A series of interactive computer exercises designed to encourage healthy eating and physical activity didn't help keep middle school students from gaining extra weight, according to a study in the Netherlands.

The study, which involved close to 900 students and was published in the Archives of Pediatrics & Adolescent Medicine, said the program did lead to short-term improvements in the number of sugary drinks and snacks the children consumed, but was probably too brief to change habits over the long run.

"The ... intervention was associated with positive short-term effects on diet but with no effects or unfavorable effects on physical activity and sedentary behavior," wrote Nicole Ezendam, who was with the Erasmus University Medical Center in Rotterdam when the study was conducted.

The study, conducted at 20 schools in the Netherlands, had half of the roughly 900 12- and 13-year-olds involved act as a comparison group, while the rest completed eight computer sessions over a few months.

Each session was on a different health topic, including sugary drinks, fruits and vegetables and sports participation. They taught the children about the benefits of eating better and exercising more, and included a survey on their own health habits and whether or not they wanted to improve them.

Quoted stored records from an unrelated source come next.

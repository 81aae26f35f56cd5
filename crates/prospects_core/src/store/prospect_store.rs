//! Disk-backed prospect store.
//!
//! # Responsibility
//! - Own the ordered prospect collection and its backing document file.
//! - Provide add/toggle/remove mutations with synchronous persistence.
//! - Notify registered observers after each successful mutation.
//!
//! # Invariants
//! - Insertion order of `people` is the canonical order before projection.
//! - Each mutation persists the full collection before observers run.
//! - A failed save is logged and never rolls back the mutation.

use crate::model::prospect::{Prospect, ProspectId};
use crate::storage::{load_prospects, save_prospects};
use log::{error, warn};
use std::path::PathBuf;

/// Change notification emitted after a successful mutation has been
/// persisted.
#[derive(Debug, Clone, Copy, PartialEq, Eq)]
pub enum StoreEvent {
    /// A prospect was appended to the collection.
    Added(ProspectId),
    /// A prospect's contacted flag now holds the carried value.
    ContactedToggled(ProspectId, bool),
    /// A prospect was removed from the collection.
    Removed(ProspectId),
}

type Subscriber = Box<dyn FnMut(&StoreEvent) + Send>;

/// In-memory, disk-backed owner of the prospect collection.
///
/// Single-threaded by contract: mutations take `&mut self` and complete,
/// including persistence and observer callbacks, before returning.
pub struct ProspectStore {
    path: PathBuf,
    people: Vec<Prospect>,
    subscribers: Vec<Subscriber>,
}

impl ProspectStore {
    /// Opens the store over `path`, loading any previously persisted
    /// collection.
    ///
    /// Construction is infallible: a missing or malformed document falls
    /// back to an empty collection, with the failure logged only.
    pub fn open(path: impl Into<PathBuf>) -> Self {
        let path = path.into();
        let people = match load_prospects(&path) {
            Ok(people) => people,
            Err(err) => {
                warn!(
                    "event=store_open module=store status=fallback_empty path={} error={}",
                    path.display(),
                    err
                );
                Vec::new()
            }
        };
        Self {
            path,
            people,
            subscribers: Vec::new(),
        }
    }

    /// Read-only view of the collection in insertion order.
    pub fn people(&self) -> &[Prospect] {
        &self.people
    }

    /// Number of prospects currently tracked.
    pub fn len(&self) -> usize {
        self.people.len()
    }

    /// Whether the collection is empty.
    pub fn is_empty(&self) -> bool {
        self.people.is_empty()
    }

    /// Path of the backing document file.
    pub fn path(&self) -> &std::path::Path {
        &self.path
    }

    /// Registers an observer invoked synchronously after each successful
    /// mutation has been persisted.
    pub fn subscribe(&mut self, subscriber: impl FnMut(&StoreEvent) + Send + 'static) {
        self.subscribers.push(Box::new(subscriber));
    }

    /// Appends `prospect` to the end of the collection and persists.
    pub fn add(&mut self, prospect: Prospect) -> ProspectId {
        let id = prospect.id;
        self.people.push(prospect);
        self.persist();
        self.notify(StoreEvent::Added(id));
        id
    }

    /// Inverts the contacted flag of the prospect with `id` and persists.
    ///
    /// Returns `false` without side effects when no prospect matches.
    pub fn toggle(&mut self, id: ProspectId) -> bool {
        let now = match self.people.iter_mut().find(|person| person.id == id) {
            Some(person) => {
                person.is_contacted = !person.is_contacted;
                person.is_contacted
            }
            None => return false,
        };
        self.persist();
        self.notify(StoreEvent::ContactedToggled(id, now));
        true
    }

    /// Removes the first prospect matching `id` and persists.
    ///
    /// Removing an absent id is a no-op, so repeated removal is idempotent.
    pub fn remove(&mut self, id: ProspectId) -> bool {
        let found = match self.people.iter().position(|person| person.id == id) {
            Some(index) => index,
            None => return false,
        };
        self.people.remove(found);
        self.persist();
        self.notify(StoreEvent::Removed(id));
        true
    }

    // Full-document overwrite after every mutation. A failed write keeps the
    // in-memory collection authoritative; the error is logged, not surfaced.
    fn persist(&self) {
        if let Err(err) = save_prospects(&self.path, &self.people) {
            error!(
                "event=store_persist module=store status=error path={} error={}",
                self.path.display(),
                err
            );
        }
    }

    fn notify(&mut self, event: StoreEvent) {
        for subscriber in &mut self.subscribers {
            subscriber(&event);
        }
    }
}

The program then helped them create a plan on how they would make positive changes and who would support them.

After four months, children who had gone through the program reported drinking fewer sugary drinks and eating fewer snacks, and slightly more vegetables, than children who didn't. But in general, there was little difference in how much exercise students got after completing the web exercises.

Two years later, a similar number of children in both groups, between 16 to 18 percent, were overweight or obese. There was also no difference in their average body mass index, a measure of weight in relation to height, or the size of their waists.

Ezendam said that the students didn't have additional reminders of the information they learned in each session and might not have had a supportive environment in which to make healthy changes, such as more school gym classes or better cafeteria food.

Other experts agreed that while the concept of web-based programs had potential, it alone was not enough—and may need to last longer.

"I think to increase the efficacy of these types of interventions it's important to continue to be engaged in it beyond eight (sessions), so you learn the skills and techniques and stay motivated," said Mia Lustria, who studies web interventions at Florida State University in Tallahassee but wasn't involved in the study.

"The results are quite encouraging. Health behaviors to begin with are very hard to change."

Another approach may be to develop mobile apps that give children up-to-the-minute feedback on what they're eating and how much they're exercising, said Gary Bennett, who studies obesity prevention at Duke University.

"Engagement is really the name of the game," he added.